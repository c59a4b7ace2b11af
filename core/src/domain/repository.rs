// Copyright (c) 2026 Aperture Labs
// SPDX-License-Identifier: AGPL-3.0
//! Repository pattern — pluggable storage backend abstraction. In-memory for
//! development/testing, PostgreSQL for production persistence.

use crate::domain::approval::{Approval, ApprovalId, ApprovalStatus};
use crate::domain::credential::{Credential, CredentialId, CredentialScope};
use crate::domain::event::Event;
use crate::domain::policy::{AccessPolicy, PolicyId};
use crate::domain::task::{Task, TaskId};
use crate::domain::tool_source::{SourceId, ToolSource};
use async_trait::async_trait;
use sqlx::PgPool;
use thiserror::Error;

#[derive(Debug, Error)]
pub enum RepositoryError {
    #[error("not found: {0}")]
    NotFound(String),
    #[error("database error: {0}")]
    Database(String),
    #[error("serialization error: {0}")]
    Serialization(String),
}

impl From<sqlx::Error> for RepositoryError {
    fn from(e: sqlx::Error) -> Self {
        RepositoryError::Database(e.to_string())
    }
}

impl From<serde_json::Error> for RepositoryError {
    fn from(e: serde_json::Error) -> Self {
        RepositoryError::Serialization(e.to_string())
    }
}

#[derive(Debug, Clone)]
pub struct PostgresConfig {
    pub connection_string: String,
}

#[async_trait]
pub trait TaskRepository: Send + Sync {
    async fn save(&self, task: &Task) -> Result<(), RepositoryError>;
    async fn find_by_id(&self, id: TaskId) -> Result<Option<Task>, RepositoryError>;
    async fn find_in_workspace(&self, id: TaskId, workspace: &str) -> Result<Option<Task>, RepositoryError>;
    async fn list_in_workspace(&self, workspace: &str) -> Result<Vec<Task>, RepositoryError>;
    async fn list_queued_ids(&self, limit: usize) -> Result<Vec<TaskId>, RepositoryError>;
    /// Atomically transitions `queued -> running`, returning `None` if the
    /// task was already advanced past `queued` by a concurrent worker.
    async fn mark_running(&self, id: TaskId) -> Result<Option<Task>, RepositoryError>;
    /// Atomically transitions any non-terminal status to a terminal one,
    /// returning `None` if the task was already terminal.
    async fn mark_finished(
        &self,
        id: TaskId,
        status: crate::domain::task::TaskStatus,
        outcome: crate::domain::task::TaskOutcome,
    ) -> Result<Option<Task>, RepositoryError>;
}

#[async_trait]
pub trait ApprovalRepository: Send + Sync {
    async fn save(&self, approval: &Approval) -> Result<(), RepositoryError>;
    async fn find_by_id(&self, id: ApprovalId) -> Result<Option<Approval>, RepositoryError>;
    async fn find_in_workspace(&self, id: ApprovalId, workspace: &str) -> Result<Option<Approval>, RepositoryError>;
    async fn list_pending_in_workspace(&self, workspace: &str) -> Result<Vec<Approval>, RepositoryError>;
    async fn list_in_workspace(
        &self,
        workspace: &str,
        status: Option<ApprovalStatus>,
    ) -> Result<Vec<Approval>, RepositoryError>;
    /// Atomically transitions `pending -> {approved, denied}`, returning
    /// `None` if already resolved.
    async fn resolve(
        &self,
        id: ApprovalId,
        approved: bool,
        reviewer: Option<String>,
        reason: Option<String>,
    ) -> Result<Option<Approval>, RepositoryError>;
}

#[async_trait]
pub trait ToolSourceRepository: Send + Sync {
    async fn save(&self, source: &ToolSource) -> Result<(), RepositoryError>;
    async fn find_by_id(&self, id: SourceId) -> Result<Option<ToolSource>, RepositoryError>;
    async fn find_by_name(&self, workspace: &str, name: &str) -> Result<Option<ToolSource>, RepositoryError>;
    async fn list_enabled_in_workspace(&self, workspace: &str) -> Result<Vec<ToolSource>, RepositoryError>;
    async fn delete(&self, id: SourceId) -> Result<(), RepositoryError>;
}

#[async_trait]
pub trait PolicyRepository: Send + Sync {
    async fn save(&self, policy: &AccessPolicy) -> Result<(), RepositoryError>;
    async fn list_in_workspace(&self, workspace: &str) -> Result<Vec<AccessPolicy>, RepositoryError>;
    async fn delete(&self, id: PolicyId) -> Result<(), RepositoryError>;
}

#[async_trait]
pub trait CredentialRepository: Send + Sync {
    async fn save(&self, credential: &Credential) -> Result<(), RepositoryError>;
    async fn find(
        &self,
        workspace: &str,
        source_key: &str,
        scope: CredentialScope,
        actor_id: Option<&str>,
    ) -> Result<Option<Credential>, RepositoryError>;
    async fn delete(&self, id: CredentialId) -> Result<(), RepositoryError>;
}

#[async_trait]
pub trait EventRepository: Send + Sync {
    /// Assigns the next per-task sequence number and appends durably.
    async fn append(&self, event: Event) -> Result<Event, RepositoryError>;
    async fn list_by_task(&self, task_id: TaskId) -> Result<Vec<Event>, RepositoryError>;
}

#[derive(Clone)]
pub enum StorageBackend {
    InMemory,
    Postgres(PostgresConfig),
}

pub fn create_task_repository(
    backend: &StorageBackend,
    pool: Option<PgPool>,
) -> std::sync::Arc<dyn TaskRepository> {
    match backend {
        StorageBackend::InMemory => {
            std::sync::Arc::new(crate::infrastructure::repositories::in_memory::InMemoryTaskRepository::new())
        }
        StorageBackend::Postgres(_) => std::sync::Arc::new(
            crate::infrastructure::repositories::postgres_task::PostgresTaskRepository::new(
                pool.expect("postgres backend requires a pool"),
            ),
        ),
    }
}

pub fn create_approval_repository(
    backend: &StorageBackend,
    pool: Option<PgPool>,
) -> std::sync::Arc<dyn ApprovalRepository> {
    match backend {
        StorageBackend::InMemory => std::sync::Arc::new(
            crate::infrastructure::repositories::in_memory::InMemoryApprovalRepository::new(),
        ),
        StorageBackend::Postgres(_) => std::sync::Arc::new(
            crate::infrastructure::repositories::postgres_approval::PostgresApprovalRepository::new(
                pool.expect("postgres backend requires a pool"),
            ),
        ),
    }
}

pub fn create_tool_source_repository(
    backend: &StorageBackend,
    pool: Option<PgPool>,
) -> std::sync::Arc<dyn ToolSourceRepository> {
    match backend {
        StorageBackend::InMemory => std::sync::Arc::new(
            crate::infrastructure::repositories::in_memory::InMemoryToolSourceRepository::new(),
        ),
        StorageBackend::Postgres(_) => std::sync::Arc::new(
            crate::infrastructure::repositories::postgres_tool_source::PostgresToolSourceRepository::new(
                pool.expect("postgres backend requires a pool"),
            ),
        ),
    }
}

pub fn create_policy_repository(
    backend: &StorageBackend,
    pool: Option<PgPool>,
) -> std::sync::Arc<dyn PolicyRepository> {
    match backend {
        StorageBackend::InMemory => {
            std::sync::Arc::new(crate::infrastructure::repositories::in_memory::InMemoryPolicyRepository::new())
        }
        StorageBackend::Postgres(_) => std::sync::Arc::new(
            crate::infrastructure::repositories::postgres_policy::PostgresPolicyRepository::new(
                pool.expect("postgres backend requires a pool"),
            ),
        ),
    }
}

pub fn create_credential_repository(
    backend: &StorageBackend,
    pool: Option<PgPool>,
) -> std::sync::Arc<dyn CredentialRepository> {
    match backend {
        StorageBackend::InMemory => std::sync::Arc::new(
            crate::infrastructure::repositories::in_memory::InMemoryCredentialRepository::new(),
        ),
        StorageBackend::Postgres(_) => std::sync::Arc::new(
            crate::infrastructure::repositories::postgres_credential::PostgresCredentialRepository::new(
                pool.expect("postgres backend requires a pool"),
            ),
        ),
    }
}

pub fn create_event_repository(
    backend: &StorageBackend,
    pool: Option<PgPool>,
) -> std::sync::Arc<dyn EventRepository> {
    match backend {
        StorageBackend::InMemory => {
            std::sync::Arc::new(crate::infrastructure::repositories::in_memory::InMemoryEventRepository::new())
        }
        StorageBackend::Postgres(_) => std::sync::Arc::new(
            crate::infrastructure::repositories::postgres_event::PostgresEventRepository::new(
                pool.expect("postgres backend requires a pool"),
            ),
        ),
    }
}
==========
Reproduce precisely, and with no line left out, each line from the top of the entries through the line that carries "#[derive(Debug, Error)]".

== Answer to the problem ==
repository c59a4b7ace2b11af
filename core/src/domain/repository.rs
// Copyright (c) 2026 Aperture Labs
// SPDX-License-Identifier: AGPL-3.0
//! Repository pattern — pluggable storage backend abstraction. In-memory for
//! development/testing, PostgreSQL for production persistence.

use crate::domain::approval::{Approval, ApprovalId, ApprovalStatus};
use crate::domain::credential::{Credential, CredentialId, CredentialScope};
use crate::domain::event::Event;
use crate::domain::policy::{AccessPolicy, PolicyId};
use crate::domain::task::{Task, TaskId};
use crate::domain::tool_source::{SourceId, ToolSource};
use async_trait::async_trait;
use sqlx::PgPool;
use thiserror::Error;

#[derive(Debug, Error)]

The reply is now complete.